Carla Herrera-Prats, Prep Materials
In 1926 Carl Brigham developed the SAT (Scholastic Aptitude Test) that has since been administered to millions of students every year in order for them to begin their college educations. The SAT is only the first of a long list of standardized tests that have been designed according to the Jeffersonian principle of providing equal opportunity in education to all citizens of the United States.
Effective implementation of standardized tests required the appropriate technology to print, distribute, and more importantly, score their answer sheets. In 1934 three companies in particular raced to patent a more efficient turnkey solution, accurately correcting more tests more quickly. In doing so IBM, Educational Test Service (ETS), and the Measurement Research Center (originally part of Iowa University) developed technology that, in the 1970s, would facilitate the invention of the ballot machine as well as our contemporary desktop scanners.
Prep Materials, presented as a series of pictures, a video and a drawing, takes its departure from archival research within these three institutions. Moving beyond the common criticism against standardization and its supposed translation into better education, Herrera-Prats focuses on the fallacy of relying on more “efficient” technologies in order to realize the principles of democracy.
Carla Herrera-Prats completed her MFA in photography at California Institute of the Arts in Valencia, California (CalArts), and her BFA in Mexico City at National School of Painting, Sculpture and Engraving, La Esmeralda. Co-director of the Galeria Acceso A in Mexico City from 1999-2000, Herrera-Prats is an alumnus of the Whitney Museum Independent Study Program in New York and is currently on the Photography faculty at CalArts.

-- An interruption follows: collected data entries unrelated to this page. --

//! Commit object
//!
//! A commit ties a tree to its provenance: zero or more parents, author,
//! committer, and a message.
//!
//! On disk the payload is line-oriented:
//!
//! ```text
//! tree <tree-oid>
//! parent <parent-oid>          (repeatable)
//! author <name> <email> <unix-seconds> <timezone>
//! committer <name> <email> <unix-seconds> <timezone>
//!
//! <message>
//! ```

use crate::artifacts::core::GitError;
use crate::artifacts::objects::object::Unpackable;
use crate::artifacts::objects::object::{Object, Packable};
use crate::artifacts::objects::object_id::ObjectId;
use crate::artifacts::objects::object_type::ObjectType;
use anyhow::Context;
use bytes::Bytes;
use std::io::{BufRead, Write};

/// Author or committer identity with timestamp
#[derive(Debug, Clone, Eq, PartialEq)]
pub struct Author {
    name: String,
    email: String,
    timestamp: chrono::DateTime<chrono::FixedOffset>,
}

impl Author {
    pub fn new(name: String, email: String) -> Self {
        Author {
            name,
            email,
            timestamp: chrono::Local::now().fixed_offset(),
        }
    }

    pub fn new_with_timestamp(
        name: String,
        email: String,
        timestamp: chrono::DateTime<chrono::FixedOffset>,
    ) -> Self {
        Author {
            name,
            email,
            timestamp,
        }
    }

    /// `Name <email> seconds timezone`, the commit-line form
    pub fn display(&self) -> String {
        format!(
            "{} <{}> {} {}",
            self.name,
            self.email,
            self.timestamp.timestamp(),
            self.timestamp.format("%z")
        )
    }

    /// Identity from `GIT_AUTHOR_NAME` / `GIT_AUTHOR_EMAIL`, with an
    /// optional `GIT_AUTHOR_DATE` override for reproducible commits.
    pub fn load_from_env() -> anyhow::Result<Self> {
        let name = std::env::var("GIT_AUTHOR_NAME").context("GIT_AUTHOR_NAME not set")?;
        let email = std::env::var("GIT_AUTHOR_EMAIL").context("GIT_AUTHOR_EMAIL not set")?;
        let timestamp = std::env::var("GIT_AUTHOR_DATE").ok().and_then(|date_str| {
            chrono::DateTime::parse_from_rfc2822(&date_str)
                .or_else(|_| chrono::DateTime::parse_from_str(&date_str, "%Y-%m-%d %H:%M:%S %z"))
                .ok()
        });

        match timestamp {
            Some(ts) => Ok(Author::new_with_timestamp(name, email, ts)),
            None => Ok(Author::new(name, email)),
        }
    }

    pub fn timestamp(&self) -> chrono::DateTime<chrono::FixedOffset> {
        self.timestamp
    }
}

impl TryFrom<&str> for Author {
    type Error = anyhow::Error;

    /// Parse `name <email> seconds timezone`. The angle brackets delimit
    /// the email so names may contain spaces; the trailing two fields are
    /// split from the right.
    fn try_from(value: &str) -> Result<Self, Self::Error> {
        let parts: Vec<&str> = value.rsplitn(3, ' ').collect();
        if parts.len() < 3 {
            return Err(GitError::Corrupt(format!("commit identity line {value:?}")).into());
        }

        let timezone = parts[0];
        let seconds = parts[1]
            .parse::<i64>()
            .map_err(|_| GitError::Corrupt(format!("commit timestamp {:?}", parts[1])))?;
        let name_email = parts[2];

        let email_start = name_email
            .find('<')
            .ok_or_else(|| GitError::Corrupt(format!("commit identity line {value:?}")))?;
        let email_end = name_email
            .find('>')
            .ok_or_else(|| GitError::Corrupt(format!("commit identity line {value:?}")))?;

        let name = name_email[..email_start].trim().to_string();
        let email = name_email[email_start + 1..email_end].to_string();

        let timestamp = chrono::DateTime::parse_from_str(
            &format!("{seconds} {timezone}"),
            "%s %z",
        )
        .map_err(|_| GitError::Corrupt(format!("commit timezone {timezone:?}")))?;

        Ok(Author {
            name,
            email,
            timestamp,
        })
    }
}

/// Repository snapshot with provenance
#[derive(Debug, Clone, Eq, PartialEq)]
pub struct Commit {
    /// Parent commit ids (empty for the root commit)
    parents: Vec<ObjectId>,
    /// Tree holding the snapshot
    tree_oid: ObjectId,
    author: Author,
    committer: Author,
    message: String,
}

impl Commit {
    pub fn new(
        parents: Vec<ObjectId>,
        tree_oid: ObjectId,
        author: Author,
        message: String,
    ) -> Self {
        Commit {
            parents,
            tree_oid,
            author: author.clone(),
            committer: author,
            message,
        }
    }

    /// First line of the message, for short-form display
    pub fn short_message(&self) -> String {
        self.message.lines().next().unwrap_or("").to_string()
    }

    pub fn message(&self) -> &str {
        &self.message
    }

    pub fn tree_oid(&self) -> &ObjectId {
        &self.tree_oid
    }

    pub fn parents(&self) -> &[ObjectId] {
        &self.parents
    }

    pub fn author(&self) -> &Author {
        &self.author
    }
}

impl Packable for Commit {
    fn serialize(&self) -> anyhow::Result<Bytes> {
        let mut lines = vec![];

        lines.push(format!("tree {}", self.tree_oid.as_ref()));
        for parent in &self.parents {
            lines.push(format!("parent {}", parent.as_ref()));
        }
        lines.push(format!("author {}", self.author.display()));
        lines.push(format!("committer {}", self.committer.display()));
        lines.push(String::new());
        lines.push(self.message.to_string());

        let content_bytes = lines.join("\n").into_bytes();

        let mut commit_bytes = Vec::with_capacity(content_bytes.len() + 16);
        let header = format!("{} {}\0", self.object_type().as_str(), content_bytes.len());
        commit_bytes.write_all(header.as_bytes())?;
        commit_bytes.write_all(&content_bytes)?;

        Ok(Bytes::from(commit_bytes))
    }
}

impl Unpackable for Commit {
    fn deserialize(reader: impl BufRead) -> anyhow::Result<Self> {
        let content = reader
            .bytes()
            .collect::<Result<Vec<u8>, std::io::Error>>()?;

        let content = String::from_utf8(content)
            .map_err(|_| GitError::Corrupt("commit: non-utf8 payload".to_string()))?;
        let mut lines = content.lines();

        let tree_oid = lines
            .next()
            .and_then(|line| line.strip_prefix("tree "))
            .ok_or_else(|| GitError::Corrupt("commit: missing tree line".to_string()))?;
        let tree_oid = ObjectId::try_parse(tree_oid.to_string())?;

        let mut parents = Vec::new();
        let mut next_line = lines
            .next()
            .ok_or_else(|| GitError::Corrupt("commit: missing author line".to_string()))?;

        while let Some(parent_oid) = next_line.strip_prefix("parent ") {
            parents.push(ObjectId::try_parse(parent_oid.to_string())?);

            next_line = lines
                .next()
                .ok_or_else(|| GitError::Corrupt("commit: missing author line".to_string()))?;
        }

        let author = next_line
            .strip_prefix("author ")
            .ok_or_else(|| GitError::Corrupt("commit: invalid author line".to_string()))?;
        let author = Author::try_from(author)?;

        let committer = lines
            .next()
            .and_then(|line| line.strip_prefix("committer "))
            .ok_or_else(|| GitError::Corrupt("commit: missing committer line".to_string()))?;
        let committer = Author::try_from(committer)?;

        // skip the blank separator line
        lines.next();

        let message = lines.collect::<Vec<&str>>().join("\n");

        Ok(Commit {
            parents,
            tree_oid,
            author,
            committer,
            message,
        })
    }
}

impl Object for Commit {
    fn object_type(&self) -> ObjectType {
        ObjectType::Commit
    }

    fn display(&self) -> String {
        let mut lines = vec![];

        lines.push(format!("tree {}", self.tree_oid.as_ref()));
        for parent in &self.parents {
            lines.push(format!("parent {}", parent.as_ref()));
        }
        lines.push(format!("author {}", self.author.display()));
        lines.push(format!("committer {}", self.committer.display()));
        lines.push(String::new());
        lines.push(self.message.to_string());

        lines.join("\n")
    }
}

She has received grants including the Van Lier Foundation Fellowship, the LEF Foundation Fellowship and support from the Fondo Nacional para la Cultura y las Artes as well as the Jumex Collection.
The New Commissions Program is made possible by The Institute of Museum and Library Services, an independent federal grant-making agency dedicated to creating and sustaining a nation of learners by helping libraries and museums serve their communities; the Andy Warhol Foundation for the Visual Arts; the Jerome Foundation; The Greenwall Foundation; and Agnes Gund and Daniel Shapiro.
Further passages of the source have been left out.